*** Begin section ***

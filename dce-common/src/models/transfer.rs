//! Transfer envelopes for sharing records between devices

use super::{Checklist, ChecklistSlot, DriverRecord};
use chrono::{DateTime, Utc};
use serde::{Deserialize, Serialize};
use std::collections::BTreeMap;

/// Format version written into every envelope
pub const TRANSFER_FORMAT_VERSION: &str = "1.0";

/// One driver record, optionally with the checklist it was evaluated against
#[derive(Debug, Clone, PartialEq, Serialize, Deserialize)]
#[serde(rename_all = "camelCase")]
pub struct ShareableRecord {
    pub driver: DriverRecord,
    #[serde(default)]
    pub checklist: Option<Checklist>,
    #[serde(with = "crate::time::flexible")]
    pub export_date: DateTime<Utc>,
    pub exporter_info: String,
    pub version: String,
}

impl ShareableRecord {
    /// Wrap a record for export, stamped now with the current format version
    pub fn new(driver: DriverRecord, checklist: Option<Checklist>, exporter_info: impl Into<String>) -> Self {
        Self {
            driver,
            checklist,
            export_date: crate::time::now(),
            exporter_info: exporter_info.into(),
            version: TRANSFER_FORMAT_VERSION.to_string(),
        }
    }

    /// Title of the bundled checklist snapshot, if any
    pub fn checklist_title(&self) -> Option<&str> {
        self.checklist.as_ref().map(|c| c.title.as_str())
    }
}

/// Several shareable records exported together
#[derive(Debug, Clone, PartialEq, Serialize, Deserialize)]
#[serde(rename_all = "camelCase")]
pub struct ShareableRecordBundle {
    pub drivers: Vec<ShareableRecord>,
    #[serde(with = "crate::time::flexible")]
    pub export_date: DateTime<Utc>,
    pub exporter_info: String,
    pub version: String,
    pub count: usize,
}

impl ShareableRecordBundle {
    pub fn new(drivers: Vec<ShareableRecord>, exporter_info: impl Into<String>) -> Self {
        Self {
            count: drivers.len(),
            drivers,
            export_date: crate::time::now(),
            exporter_info: exporter_info.into(),
            version: TRANSFER_FORMAT_VERSION.to_string(),
        }
    }
}

/// Everything the store persists between launches
#[derive(Debug, Clone, Default, PartialEq, Serialize, Deserialize)]
pub struct StoreSnapshot {
    pub drivers: Vec<DriverRecord>,
    pub checklists: BTreeMap<ChecklistSlot, Checklist>,
}
//! Driver search with a debounced, cancellable worker
//!
//! Each submitted query cancels the previous pending one. Results are only
//! published once the debounce interval passes without a newer query.

use dce_common::models::DriverRecord;
use std::sync::Arc;
use std::time::Duration;
use tokio::sync::watch;
use tokio::task::JoinHandle;
use tokio_util::sync::CancellationToken;
use tracing::debug;

/// Indices into the searched driver list that match `query`
#[derive(Debug, Clone, Default, PartialEq, Eq)]
pub struct SearchResults {
    pub query: String,
    pub indices: Vec<usize>,
}

/// Case-insensitive match on name, first name and CP number
///
/// A blank query matches every driver.
pub fn filter_drivers(drivers: &[DriverRecord], query: &str) -> Vec<usize> {
    let needle = query.trim().to_lowercase();
    drivers
        .iter()
        .enumerate()
        .filter(|(_, driver)| needle.is_empty() || matches_driver(driver, &needle))
        .map(|(index, _)| index)
        .collect()
}

fn matches_driver(driver: &DriverRecord, needle: &str) -> bool {
    let fields = [
        Some(driver.name.as_str()),
        driver.first_name.as_deref(),
        driver.cp_number.as_deref(),
    ];
    fields
        .into_iter()
        .flatten()
        .any(|field| field.to_lowercase().contains(needle))
}

pub struct SearchDebouncer {
    debounce: Duration,
    pending: Option<CancellationToken>,
    results: Arc<watch::Sender<SearchResults>>,
}

impl SearchDebouncer {
    pub fn new(debounce: Duration) -> (Self, watch::Receiver<SearchResults>) {
        let (tx, rx) = watch::channel(SearchResults::default());
        let debouncer = Self {
            debounce,
            pending: None,
            results: Arc::new(tx),
        };
        (debouncer, rx)
    }

    pub fn subscribe(&self) -> watch::Receiver<SearchResults> {
        self.results.subscribe()
    }

    /// Schedule a search over `drivers`, cancelling any pending one
    ///
    /// The returned task resolves to whether it published results.
    pub fn submit(&mut self, query: impl Into<String>, drivers: Arc<[DriverRecord]>) -> JoinHandle<bool> {
        self.cancel();

        let token = CancellationToken::new();
        self.pending = Some(token.clone());

        let query = query.into();
        let debounce = self.debounce;
        let results = Arc::clone(&self.results);

        tokio::spawn(async move {
            tokio::select! {
                _ = token.cancelled() => {
                    debug!(query = %query, "Search superseded");
                    false
                }
                _ = tokio::time::sleep(debounce) => {
                    let indices = filter_drivers(&drivers, &query);
                    debug!(query = %query, matches = indices.len(), "Search published");
                    results.send_replace(SearchResults { query, indices });
                    true
                }
            }
        })
    }

    /// Cancel the pending search, if any
    pub fn cancel(&mut self) {
        if let Some(token) = self.pending.take() {
            token.cancel();
        }
    }
}

impl Drop for SearchDebouncer {
    fn drop(&mut self) {
        self.cancel();
    }
}

#[cfg(test)]
mod tests {
    use super::*;

    fn drivers() -> Arc<[DriverRecord]> {
        let mut claire = DriverRecord::new("Durand");
        claire.first_name = Some("Claire".to_string());
        let mut paul = DriverRecord::new("Martin");
        paul.cp_number = Some("CP-4521".to_string());
        vec![claire, paul, DriverRecord::new("Lefèvre")].into()
    }

    #[test]
    fn test_filter_is_case_insensitive_across_fields() {
        let drivers = drivers();
        assert_eq!(filter_drivers(&drivers, "claire"), vec![0]);
        assert_eq!(filter_drivers(&drivers, "cp-45"), vec![1]);
        assert_eq!(filter_drivers(&drivers, "LEFÈVRE"), vec![2]);
        assert_eq!(filter_drivers(&drivers, "  "), vec![0, 1, 2]);
        assert!(filter_drivers(&drivers, "zz").is_empty());
    }

    #[tokio::test(start_paused = true)]
    async fn test_newer_query_cancels_pending() {
        let (mut debouncer, rx) = SearchDebouncer::new(Duration::from_millis(300));

        let first = debouncer.submit("dur", drivers());
        tokio::time::advance(Duration::from_millis(100)).await;
        let second = debouncer.submit("martin", drivers());

        assert!(!first.await.unwrap());
        assert!(second.await.unwrap());

        let published = rx.borrow().clone();
        assert_eq!(published.query, "martin");
        assert_eq!(published.indices, vec![1]);
    }
}
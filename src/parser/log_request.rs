//! Log-request parsing.

use crate::grammar::{AGGREGATE_TOKEN, DAYS_TOKEN, FILTER_TOKEN};
use crate::models::{AggregateMode, LogRequest, Rating, DEFAULT_LOG_DAYS};

/// Parses logs-command text into a [`LogRequest`].
///
/// Each field is extracted independently by first occurrence: the first digit
/// run becomes the day window, the first `person`/`time` keyword the
/// aggregation mode, and the first `+`/`-` the rating filter. The logs
/// grammar already rejected any text with the fields out of order, so
/// positional tolerance here is safe.
///
/// The day window falls back to [`DEFAULT_LOG_DAYS`] when absent, unparsable,
/// or zero.
#[must_use]
pub fn parse_log_request(text: &str) -> LogRequest {
    let days = DAYS_TOKEN
        .find(text)
        .and_then(|m| m.as_str().parse::<i64>().ok())
        .filter(|&d| d > 0)
        .unwrap_or(DEFAULT_LOG_DAYS);

    let aggregate = AGGREGATE_TOKEN
        .find(text)
        .and_then(|m| AggregateMode::parse(m.as_str()));

    let filter = FILTER_TOKEN.find(text).and_then(|m| Rating::parse(m.as_str()));

    LogRequest {
        days,
        aggregate,
        filter,
    }
}
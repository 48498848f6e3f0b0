//! Log aggregation.
//!
//! Groups recorded interactions either by counterpart person or by
//! fixed-size time buckets. The aggregator is pure computation over a list
//! the caller already retrieved; it is only invoked when an aggregation mode
//! was explicitly requested.

use crate::models::{AggregateMode, AggregatedLogs, Interaction};
use chrono::Duration;

/// Bucket width in days for a requested day window.
///
/// Small windows get daily buckets, medium windows weekly, anything from 60
/// days up gets 30-day buckets.
#[must_use]
pub const fn bucket_width_days(days: i64) -> i64 {
    if days < 14 {
        1
    } else if days < 60 {
        7
    } else {
        30
    }
}

/// Aggregates interactions per the requested mode.
///
/// `days` is the originally requested day window; it only influences the
/// bucket width of time aggregation.
#[must_use]
pub fn aggregate(interactions: &[Interaction], mode: AggregateMode, days: i64) -> AggregatedLogs {
    match mode {
        AggregateMode::Person => aggregate_by_person(interactions),
        AggregateMode::Time => aggregate_by_time(interactions, days),
    }
}

/// Groups interactions by ratee, tallying ratings per person.
///
/// Keys appear in first-seen order of the input list.
#[must_use]
pub fn aggregate_by_person(interactions: &[Interaction]) -> AggregatedLogs {
    let mut aggregated = AggregatedLogs::new();
    for interaction in interactions {
        let Some(ratee) = &interaction.ratee else {
            continue;
        };
        aggregated.entry(ratee.to_string()).record(interaction.rating);
    }
    aggregated
}

/// Groups interactions into consecutive half-open time buckets.
///
/// Starting from the earliest interaction, buckets of
/// [`bucket_width_days`]`(days)` are generated until the latest interaction
/// is covered. An interaction belongs to the bucket where
/// `start <= created && created < end`. Generated buckets are kept even when
/// empty, so the series stays continuous for charting. An empty input yields
/// an empty result.
///
/// Bucket labels are the bucket's start date as `%d %b %Y`.
#[must_use]
pub fn aggregate_by_time(interactions: &[Interaction], days: i64) -> AggregatedLogs {
    let mut aggregated = AggregatedLogs::new();

    let Some(first) = interactions.iter().map(|i| i.created).min() else {
        return aggregated;
    };
    let Some(last) = interactions.iter().map(|i| i.created).max() else {
        return aggregated;
    };

    let width = Duration::days(bucket_width_days(days));

    let mut start = first;
    while start <= last {
        let end = start + width;
        let counts = aggregated.entry(start.format("%d %b %Y").to_string());
        for interaction in interactions {
            if start <= interaction.created && interaction.created < end {
                counts.record(interaction.rating);
            }
        }
        start = end;
    }

    aggregated
}
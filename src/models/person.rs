//! People referenced by interactions.

use chrono::{DateTime, Utc};
use serde::{Deserialize, Serialize};
use std::fmt;
use uuid::Uuid;

/// A person on either side of an interaction.
///
/// Identity is the opaque `user_id` string: a platform handle like
/// `@U2147483697`, or a freeform display name used as a key for people
/// reported without `@`-notation. People are created on first reference
/// (get-or-create) and never deleted by this core.
#[derive(Debug, Clone, PartialEq, Eq, Serialize, Deserialize)]
pub struct Person {
    /// Stable unique identifier.
    pub guid: Uuid,
    /// Unique key: platform handle or raw name.
    pub user_id: String,
    /// Optional human-facing name.
    pub display_name: Option<String>,
    /// When this person was first referenced.
    pub created: DateTime<Utc>,
}

impl Person {
    /// Creates a new person keyed by `user_id`, timestamped now.
    #[must_use]
    pub fn new(user_id: impl Into<String>) -> Self {
        Self {
            guid: Uuid::new_v4(),
            user_id: user_id.into(),
            display_name: None,
            created: Utc::now(),
        }
    }
}

impl fmt::Display for Person {
    fn fmt(&self, f: &mut fmt::Formatter<'_>) -> fmt::Result {
        match self.display_name.as_deref() {
            Some(name) if !name.is_empty() => write!(f, "{name}"),
            _ => write!(f, "{}", self.user_id),
        }
    }
}
//! Interaction lifecycle against the record store.

use crate::models::{AggregateMode, AggregatedLogs, Interaction, Rating};
use crate::parser::extract;
use crate::services::aggregation::aggregate;
use crate::storage::RecordStore;
use crate::{Error, Result};
use chrono::{Duration, Utc};
use std::sync::Arc;
use tracing::instrument;
use uuid::Uuid;

/// Creates, retrieves, aggregates, and clears interactions for a rater.
pub struct InteractionService {
    store: Arc<dyn RecordStore>,
}

impl InteractionService {
    /// Creates a service over the given record store.
    #[must_use]
    pub fn new(store: Arc<dyn RecordStore>) -> Self {
        Self { store }
    }

    /// Records the interactions described by create-command text.
    ///
    /// All interactions of one call share a fresh conversation id. Subjects
    /// are get-or-created by their token. The whole batch is validated before
    /// anything is written, so a rejected batch persists nothing.
    ///
    /// # Errors
    ///
    /// Returns [`Error::SelfRatingRejected`] when the rater appears as a
    /// subject, [`Error::InvalidRating`] when a rating character outside
    /// `+`/`-` slipped through extraction, and [`Error::InvalidInput`] when
    /// the text contains no entity blocks.
    #[instrument(skip(self, text), fields(rater = rater_user_id))]
    pub fn record(&self, rater_user_id: &str, text: &str) -> Result<Vec<Interaction>> {
        let tuples = extract(text);
        if tuples.is_empty() {
            return Err(Error::InvalidInput(
                "no interactions found in text".to_string(),
            ));
        }

        let rater = self.store.find_or_create_person(rater_user_id)?;
        let conversation = Uuid::new_v4();

        let mut batch = Vec::with_capacity(tuples.len());
        for (subject, rating_char) in tuples {
            let rating = Rating::from_char(rating_char)?;
            let ratee = self.store.find_or_create_person(&subject)?;
            if ratee.guid == rater.guid {
                return Err(Error::SelfRatingRejected);
            }
            batch.push(Interaction::new(rater.clone(), ratee, rating, conversation));
        }

        self.store.bulk_insert_interactions(&batch)?;
        tracing::info!(count = batch.len(), %conversation, "recorded interactions");
        Ok(batch)
    }

    /// Retrieves the rater's log for the past `days`, newest first.
    ///
    /// `limit`, when given, truncates the listing after retrieval.
    ///
    /// # Errors
    ///
    /// Returns [`Error::InvalidInput`] when `days` is too large to subtract
    /// from the current time. The grammar admits any digit run, so absurd
    /// windows must be rejected here rather than overflowing.
    #[instrument(skip(self), fields(rater = rater_user_id))]
    pub fn retrieve_logs(
        &self,
        rater_user_id: &str,
        days: i64,
        filter: Option<Rating>,
        limit: Option<usize>,
    ) -> Result<Vec<Interaction>> {
        let rater = self.store.find_or_create_person(rater_user_id)?;
        let since = Duration::try_days(days)
            .and_then(|window| Utc::now().checked_sub_signed(window))
            .ok_or_else(|| Error::InvalidInput(format!("day window {days} is out of range")))?;
        let mut interactions = self.store.query_interactions(&rater, since, filter)?;
        if let Some(limit) = limit {
            interactions.truncate(limit);
        }
        Ok(interactions)
    }

    /// Retrieves and aggregates the rater's log for the past `days`.
    ///
    /// Aggregation always runs over the full window, never a truncated
    /// listing.
    #[instrument(skip(self), fields(rater = rater_user_id))]
    pub fn retrieve_aggregated_logs(
        &self,
        rater_user_id: &str,
        days: i64,
        mode: AggregateMode,
        filter: Option<Rating>,
    ) -> Result<AggregatedLogs> {
        let interactions = self.retrieve_logs(rater_user_id, days, filter, None)?;
        Ok(aggregate(&interactions, mode, days))
    }

    /// Deletes every interaction where this person is the rater.
    ///
    /// Interactions where they are the ratee, and the person record itself,
    /// are left intact. Returns the number of deleted interactions.
    #[instrument(skip(self), fields(rater = rater_user_id))]
    pub fn clear_logs(&self, rater_user_id: &str) -> Result<usize> {
        let rater = self.store.find_or_create_person(rater_user_id)?;
        let deleted = self.store.delete_interactions(&rater)?;
        tracing::info!(deleted, "cleared interaction log");
        Ok(deleted)
    }
}
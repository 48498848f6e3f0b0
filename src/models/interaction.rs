//! Interactions and ratings.

use crate::models::Person;
use crate::{Error, Result};
use chrono::{DateTime, Utc};
use serde::{Deserialize, Serialize};
use std::fmt;
use uuid::Uuid;

/// A binary sentiment mark attached to one interaction.
#[derive(Debug, Clone, Copy, PartialEq, Eq, Hash, Serialize, Deserialize)]
#[serde(rename_all = "snake_case")]
pub enum Rating {
    /// A `+` rating.
    Positive,
    /// A `-` rating.
    Negative,
}

impl Rating {
    /// Returns the wire character for this rating.
    #[must_use]
    pub const fn as_char(self) -> char {
        match self {
            Self::Positive => '+',
            Self::Negative => '-',
        }
    }

    /// Returns the wire token as a string slice.
    #[must_use]
    pub const fn as_str(self) -> &'static str {
        match self {
            Self::Positive => "+",
            Self::Negative => "-",
        }
    }

    /// Parses a rating token. Returns `None` for anything but `+`/`-`.
    #[must_use]
    pub fn parse(s: &str) -> Option<Self> {
        match s {
            "+" => Some(Self::Positive),
            "-" => Some(Self::Negative),
            _ => None,
        }
    }

    /// Converts a rating character from the extractor.
    ///
    /// # Errors
    ///
    /// Returns [`Error::InvalidRating`] for characters outside `+`/`-`. The
    /// grammars only admit those two, so hitting this error means the grammar
    /// and the extractor have drifted apart.
    pub const fn from_char(c: char) -> Result<Self> {
        match c {
            '+' => Ok(Self::Positive),
            '-' => Ok(Self::Negative),
            other => Err(Error::InvalidRating(other)),
        }
    }

    /// Returns the Slack emoji shorthand for this rating.
    #[must_use]
    pub const fn icon(self) -> &'static str {
        match self {
            Self::Positive => ":slightly_smiling_face:",
            Self::Negative => ":white_frowning_face:",
        }
    }
}

impl fmt::Display for Rating {
    fn fmt(&self, f: &mut fmt::Formatter<'_>) -> fmt::Result {
        write!(f, "{}", self.as_str())
    }
}

/// One directional rating event: `rater` rated `ratee`.
///
/// Interactions reported in a single submission batch share one
/// `conversation` id; each separate batch gets a fresh one. Conversations
/// reported by different people cannot be linked, so one real-world exchange
/// may present as several conversation ids.
#[derive(Debug, Clone, PartialEq, Eq, Serialize, Deserialize)]
pub struct Interaction {
    /// Stable unique identifier.
    pub guid: Uuid,
    /// Batch grouping identifier, shared by all interactions of one submission.
    pub conversation: Uuid,
    /// The person who reported the rating.
    pub rater: Person,
    /// The person being rated. Nullable only at the type level; creation
    /// always sets it.
    pub ratee: Option<Person>,
    /// The sentiment mark.
    pub rating: Rating,
    /// When the interaction was recorded.
    pub created: DateTime<Utc>,
}

impl Interaction {
    /// Creates a new interaction timestamped now.
    #[must_use]
    pub fn new(rater: Person, ratee: Person, rating: Rating, conversation: Uuid) -> Self {
        Self {
            guid: Uuid::new_v4(),
            conversation,
            rater,
            ratee: Some(ratee),
            rating,
            created: Utc::now(),
        }
    }

    /// One-line summary used in log listings.
    #[must_use]
    pub fn summary(&self) -> String {
        let ratee = self
            .ratee
            .as_ref()
            .map_or_else(|| "(unknown)".to_string(), ToString::to_string);
        format!(
            "*{ratee}*\t{}\t*{}*",
            self.created.format("%d %b %Y"),
            self.rating.icon()
        )
    }
}

#[cfg(test)]
mod tests {
    use super::*;

    #[test]
    fn test_rating_round_trip() {
        assert_eq!(Rating::parse("+"), Some(Rating::Positive));
        assert_eq!(Rating::parse("-"), Some(Rating::Negative));
        assert_eq!(Rating::parse("?"), None);
        assert_eq!(Rating::Positive.as_char(), '+');
        assert_eq!(Rating::Negative.as_char(), '-');
    }

    #[test]
    fn test_from_char_rejects_stray_tokens() {
        assert!(matches!(Rating::from_char('+'), Ok(Rating::Positive)));
        assert!(matches!(
            Rating::from_char('*'),
            Err(crate::Error::InvalidRating('*'))
        ));
    }

    #[test]
    fn test_summary_line() {
        let interaction = Interaction::new(
            Person::new("@U1"),
            Person::new("Trisha"),
            Rating::Positive,
            Uuid::new_v4(),
        );
        let line = interaction.summary();
        assert!(line.starts_with("*Trisha*"));
        assert!(line.ends_with("*:slightly_smiling_face:*"));
    }
}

*** End section ***

Work instruction: From the listing above, copy out each line where the word "text" appears.

Written answer:
/// Parses logs-command text into a [`LogRequest`].
/// grammar already rejected any text with the fields out of order, so
pub fn parse_log_request(text: &str) -> LogRequest {
        .find(text)
        .find(text)
    let filter = FILTER_TOKEN.find(text).and_then(|m| Rating::parse(m.as_str()));
    /// Records the interactions described by create-command text.
    /// the text contains no entity blocks.
    #[instrument(skip(self, text), fields(rater = rater_user_id))]
    pub fn record(&self, rater_user_id: &str, text: &str) -> Result<Vec<Interaction>> {
        let tuples = extract(text);
                "no interactions found in text".to_string(),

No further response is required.